Some of the best moments in an athlete’s life are when he or she is recognized by their hometown for their contribution to sports. Yes, there are the pro halls of fame, but when the people where you grew up recognize you as making an important impact on sports, it’s quite meaningful. Recently, this recognition happened for former Nashville Predator Jamie Allison. Back in February, Allison received a call notifying him that he had been voted in to the Whitby Sports Hall of Fame.

“It felt really nice, actually,” said Allison. “A good friend of mine, a former coach in minor hockey, was the one that contacted me, and he’s on the board for the Hall of Fame. He said it was silly that I wasn’t in there yet, and he felt strongly that I should be. He recommended me and they voted me in. I don’t get to go back home very often, so to get a call like that was pretty special.”

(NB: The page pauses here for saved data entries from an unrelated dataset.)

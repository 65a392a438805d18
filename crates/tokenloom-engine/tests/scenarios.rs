//! Seed scenarios: literal inputs with known observable output.

use std::collections::BTreeMap;

use serde_json::json;
use tokenloom_engine::css::property_value;
use tokenloom_engine::{
    resolve, validate, Config, DiagnosticKind, Dictionary, Project, ResolveError,
    TokenError, ValidationOptions, Value,
};

fn dict(json: serde_json::Value) -> Dictionary {
    Dictionary::from_json(&json, None).unwrap()
}

fn themes(entries: Vec<(&str, serde_json::Value)>) -> BTreeMap<String, Dictionary> {
    entries
        .into_iter()
        .map(|(name, json)| (name.to_string(), dict(json)))
        .collect()
}

/// Text of the rule whose selector line is exactly `selector {`.
fn rule_body<'a>(css: &'a str, selector: &str) -> Vec<&'a str> {
    let header = format!("{} {{", selector);
    let mut lines = css.lines().skip_while(|line| line.trim() != header);
    lines.next().expect("rule present");
    lines
        .take_while(|line| line.trim() != "}")
        .map(str::trim)
        .collect()
}

#[test]
fn s1_alias_chain() {
    let d = dict(json!({
        "color": {
            "blue": {"$value": "#3b82f6"},
            "primary": {"$value": "{color.blue}"},
            "brand": {"$value": "{color.primary}"}
        }
    }));
    let resolved = resolve(&d).unwrap();
    assert_eq!(resolved.value("color.brand"), Some(&Value::from("#3b82f6")));
}

#[test]
fn s2_pure_number_alias() {
    let d = dict(json!({
        "spacing": {
            "$type": "number",
            "base": {"$value": 4},
            "double": {"$value": "{spacing.base}"}
        }
    }));
    let resolved = resolve(&d).unwrap();
    assert_eq!(resolved.value("spacing.double"), Some(&Value::Integer(4)));
    assert_eq!(
        resolved.get("spacing.double").unwrap().token_type.as_deref(),
        Some("number")
    );
}

#[test]
fn s3_theme_diff() {
    let config = Config {
        allow_theme_additions: true,
        ..Config::default()
    };
    let project = Project::from_parts(
        dict(json!({"color": {"bg": {"$value": "#fff"}}})),
        themes(vec![(
            "dark",
            json!({"color": {"bg": {"$value": "#000"}, "fg": {"$value": "#fff"}}}),
        )]),
        &config,
    );
    let css = project.compile(&mut Vec::new()).unwrap().to_css();
    assert_eq!(
        rule_body(&css, "[data-theme=\"dark\"]"),
        vec!["--color-bg: #000;", "--color-fg: #fff;"]
    );
}

#[test]
fn s4_property_serialisation() {
    let margin = Value::List(vec!["1rem".into(), "2rem".into()]);
    let fonts = Value::List(vec!["Inter".into(), "sans-serif".into()]);
    assert_eq!(format!("margin: {};", property_value("margin", &margin)), "margin: 1rem 2rem;");
    assert_eq!(
        format!("font-family: {};", property_value("font-family", &fonts)),
        "font-family: Inter, sans-serif;"
    );

    let project = Project::from_parts(
        dict(json!({
            "card": {
                "$class": "card",
                "margin": ["1rem", "2rem"],
                "fontFamily": ["Inter", "sans-serif"]
            }
        })),
        BTreeMap::new(),
        &Config::default(),
    );
    let css = project.compile(&mut Vec::new()).unwrap().to_css();
    assert_eq!(
        rule_body(&css, ".card"),
        vec!["font-family: Inter, sans-serif;", "margin: 1rem 2rem;"]
    );
}

#[test]
fn s5_cycle() {
    let d = dict(json!({"a": {"$value": "{b}"}, "b": {"$value": "{a}"}}));

    let report = validate(&d, ValidationOptions::default());
    let cycles: Vec<_> = report
        .errors()
        .filter(|diag| diag.kind == DiagnosticKind::Cycle)
        .collect();
    assert_eq!(cycles.len(), 1);
    assert!(cycles[0].message.contains("a -> b -> a"));

    assert_eq!(
        resolve(&d).unwrap_err(),
        ResolveError::Cycle {
            cycle: vec!["a".into(), "b".into(), "a".into()]
        }
    );
}

#[test]
fn s6_default_theme_first() {
    let project = Project::from_parts(
        dict(json!({"color": {"bg": {"$value": "#eee"}}})),
        themes(vec![
            ("dark", json!({"color": {"bg": {"$value": "#000"}}})),
            ("light", json!({"color": {"bg": {"$value": "#fff"}}})),
        ]),
        &Config::default(),
    );
    let css = project.compile(&mut Vec::new()).unwrap().to_css();
    let light = css.find(":root, [data-theme=\"light\"] {").unwrap();
    let dark = css.find("[data-theme=\"dark\"] {").unwrap();
    assert!(light < dark);
}

#[test]
fn theme_closing_a_cycle_through_base_fails_validation() {
    let project = Project::from_parts(
        dict(json!({"a": {"$value": "{c}"}, "c": {"$value": "#fff"}})),
        themes(vec![("dark", json!({"c": {"$value": "{a}"}}))]),
        &Config::default(),
    );

    let report = project.validate();
    assert!(report
        .errors()
        .any(|diag| diag.kind == DiagnosticKind::Cycle && diag.message.contains("a -> c -> a")));

    match project.compile(&mut Vec::new()) {
        Err(TokenError::Validation { errors, .. }) => assert_eq!(errors, report.error_count()),
        other => panic!("expected a validation failure, got {:?}", other.map(|_| ())),
    }
}

#[test]
fn responsive_reference_errors_fail_validation() {
    let project = Project::from_parts(
        dict(json!({
            "breakpoint": {"md": {"$value": "768px"}},
            "space": {"g": {"$value": "1rem", "$responsive": {"md": "{space.nope}"}}}
        })),
        BTreeMap::new(),
        &Config::default(),
    );
    let report = project.validate();
    assert_eq!(report.error_count(), 1);
    assert!(matches!(
        project.compile(&mut Vec::new()),
        Err(TokenError::Validation { errors: 1, .. })
    ));
}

What made the event so special for Allison, is that he was able to go back home to celebrate. Even in retirement, he doesn’t get to go back to where his hockey seeds were planted at an early age. While in Whitby, Allison won a bantam provincial championship, and was later on drafted by the Windsor Spitfires of the OHL. Getting back home for the ceremony meant not only seeing family, but also close friends, former teammates and coaches.

Jamie Allison speaks at his introduction - Courtesy Melanie Allison

Jamie Allison speaks at his introduction – Courtesy Melanie Allison

“They made it a really special night,” said Allison. “They had a lot of people there and I got to see a lot of old friends and teammates and old coaches. Just being back home is a great feeling. It was an emotional and nostalgic night for me. My parents were there, so it just brought everything full circle.”

Allison was one of three inductees to the Whitby Sports Hall of Fame this past weekend. Erin McLean was a member of the Canadian National Softball Team and Steve Cardell is a former NHLer and longtime coach.

“There were three inductees,” said Allison. “Erin McLean, who was on the Canadian National Softball Team and Steve Cardwell who was a coach in the builder category and has been a coach for 40 years. They inducted each one of us and gave a 10-minute speech. They had our posters and lifted them up on stage. It was a really cool night and they did a really good job.”

With his induction, Allison joins a list of memorable hockey names. Some other former NHLers that are members of the Whitby Sports Hall of Fame include Joe Nieuwendyk, Gary Roberts, Adam Foote, as well as Keith and Wayne Primeau.

“I don’t pretend to be in the same class as Joe Nieuwendyk and Gary Roberts, but it’s nice,” said Allison on the honor. “I was fortunate when I was drafted to Calgary that both of those guys were there, so I got to know them a little bit, and they’re both great guys and phenomenal players. To be a part of that group is special. It’s a small town, or at least it was when I lived there, but it’s produced a lot of good hockey players and a lot of players that have gone on to have decent careers. It’s nice to be honored and recognized for what I was able to accomplish in hockey.”

During his NHL career, Allison saw time not only with the Flames and Predators, but also the Chicago Blackhawks, Columbus Blue Jackets and Florida Panthers. In his 372 NHL games, the big defenseman registered 30 points (7G-23A) along with 639 penalty minutes. With those stats, you can tell that Allison had a knack for dropping the gloves.

Life after hockey can sometimes be a challenge, but Allison had made an impact on the community in his life after being a professional athlete. Aside from coaching in the OHL with the Brampton Battalion for three season following retirement, Allison has been highly involved in the community.

“As of late, it’s been good,” said Allison. “It’s been eight years and I’d be lying if I said there haven’t been hard times. I’ve done a lot of anti-bullying presentations at schools, which has been great. Very recently, I just purchased a hockey training facility in Oakville, so that’s pretty exciting. We’re going to close here pretty soon on a deal. It’s a big facility. We have lots of plans and really excited about the future of that.

His new facility has two training rinks that are about 120’x50′. It also has two large goalie pads for training. Also included is about 17,000 square feet of off-ice training space. Needless to say, through his work with anti-bullying and now working on training the next generation of hockey players, Jamie Allison is leaving a legacy worthy of recognition.